-- Record extracts --
--------------------------------------------------

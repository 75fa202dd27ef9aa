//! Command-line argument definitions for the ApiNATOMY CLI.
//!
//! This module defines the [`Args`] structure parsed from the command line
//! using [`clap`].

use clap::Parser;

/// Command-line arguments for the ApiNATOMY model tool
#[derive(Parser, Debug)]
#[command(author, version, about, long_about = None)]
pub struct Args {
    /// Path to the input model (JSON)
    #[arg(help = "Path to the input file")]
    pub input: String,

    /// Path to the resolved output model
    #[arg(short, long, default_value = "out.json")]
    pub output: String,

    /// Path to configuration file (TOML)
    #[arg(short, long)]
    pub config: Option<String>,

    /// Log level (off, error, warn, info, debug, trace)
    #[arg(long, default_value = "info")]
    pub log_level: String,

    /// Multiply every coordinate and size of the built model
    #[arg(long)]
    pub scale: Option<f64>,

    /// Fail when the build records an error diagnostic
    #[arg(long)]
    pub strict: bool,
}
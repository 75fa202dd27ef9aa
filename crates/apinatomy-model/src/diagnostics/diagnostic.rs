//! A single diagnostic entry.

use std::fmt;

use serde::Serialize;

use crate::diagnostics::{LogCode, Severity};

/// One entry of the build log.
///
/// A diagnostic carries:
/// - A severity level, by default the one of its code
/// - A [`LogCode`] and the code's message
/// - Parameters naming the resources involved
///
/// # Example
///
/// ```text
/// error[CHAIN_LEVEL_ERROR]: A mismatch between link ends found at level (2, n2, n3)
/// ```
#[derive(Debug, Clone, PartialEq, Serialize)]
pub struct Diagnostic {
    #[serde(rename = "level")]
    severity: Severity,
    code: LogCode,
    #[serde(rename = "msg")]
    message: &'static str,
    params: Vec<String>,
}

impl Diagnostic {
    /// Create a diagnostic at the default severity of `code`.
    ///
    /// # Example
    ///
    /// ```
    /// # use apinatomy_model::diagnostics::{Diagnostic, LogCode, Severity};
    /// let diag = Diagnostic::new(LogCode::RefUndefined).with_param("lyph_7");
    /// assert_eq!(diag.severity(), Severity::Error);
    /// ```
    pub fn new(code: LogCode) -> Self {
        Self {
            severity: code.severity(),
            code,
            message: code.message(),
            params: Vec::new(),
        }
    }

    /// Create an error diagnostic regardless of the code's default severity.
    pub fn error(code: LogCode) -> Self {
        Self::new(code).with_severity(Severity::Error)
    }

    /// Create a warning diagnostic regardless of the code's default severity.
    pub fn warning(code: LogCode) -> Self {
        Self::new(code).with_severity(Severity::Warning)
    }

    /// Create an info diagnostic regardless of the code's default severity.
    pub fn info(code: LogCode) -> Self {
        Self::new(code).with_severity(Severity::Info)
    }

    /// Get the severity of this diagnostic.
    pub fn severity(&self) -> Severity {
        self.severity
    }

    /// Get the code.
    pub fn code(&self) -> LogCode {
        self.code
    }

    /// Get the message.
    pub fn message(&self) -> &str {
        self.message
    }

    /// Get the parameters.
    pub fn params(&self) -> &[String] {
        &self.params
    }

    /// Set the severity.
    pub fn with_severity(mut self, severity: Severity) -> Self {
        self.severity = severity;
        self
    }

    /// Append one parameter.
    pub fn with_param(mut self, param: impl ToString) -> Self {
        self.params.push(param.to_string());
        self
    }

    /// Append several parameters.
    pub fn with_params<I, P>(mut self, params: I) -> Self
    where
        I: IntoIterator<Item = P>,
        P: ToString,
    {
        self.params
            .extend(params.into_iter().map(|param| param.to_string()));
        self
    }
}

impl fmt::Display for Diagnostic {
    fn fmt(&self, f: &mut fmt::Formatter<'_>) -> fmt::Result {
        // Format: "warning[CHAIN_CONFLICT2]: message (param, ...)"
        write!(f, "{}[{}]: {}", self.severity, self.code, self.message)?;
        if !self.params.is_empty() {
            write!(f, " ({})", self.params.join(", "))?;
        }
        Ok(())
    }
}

--------------------------------------------------

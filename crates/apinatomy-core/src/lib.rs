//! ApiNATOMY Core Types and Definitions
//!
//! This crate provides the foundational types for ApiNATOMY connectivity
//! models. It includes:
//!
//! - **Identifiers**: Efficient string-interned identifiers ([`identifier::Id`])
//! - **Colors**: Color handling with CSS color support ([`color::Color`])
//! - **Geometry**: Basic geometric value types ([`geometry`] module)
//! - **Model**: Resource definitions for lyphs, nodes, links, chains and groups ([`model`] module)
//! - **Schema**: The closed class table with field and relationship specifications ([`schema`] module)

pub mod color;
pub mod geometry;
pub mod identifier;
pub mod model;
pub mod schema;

--------------------------------------------------

-- Brief --
Within the listing, how many lines hold "message"? Write only that number.

-- Answer to this problem --
8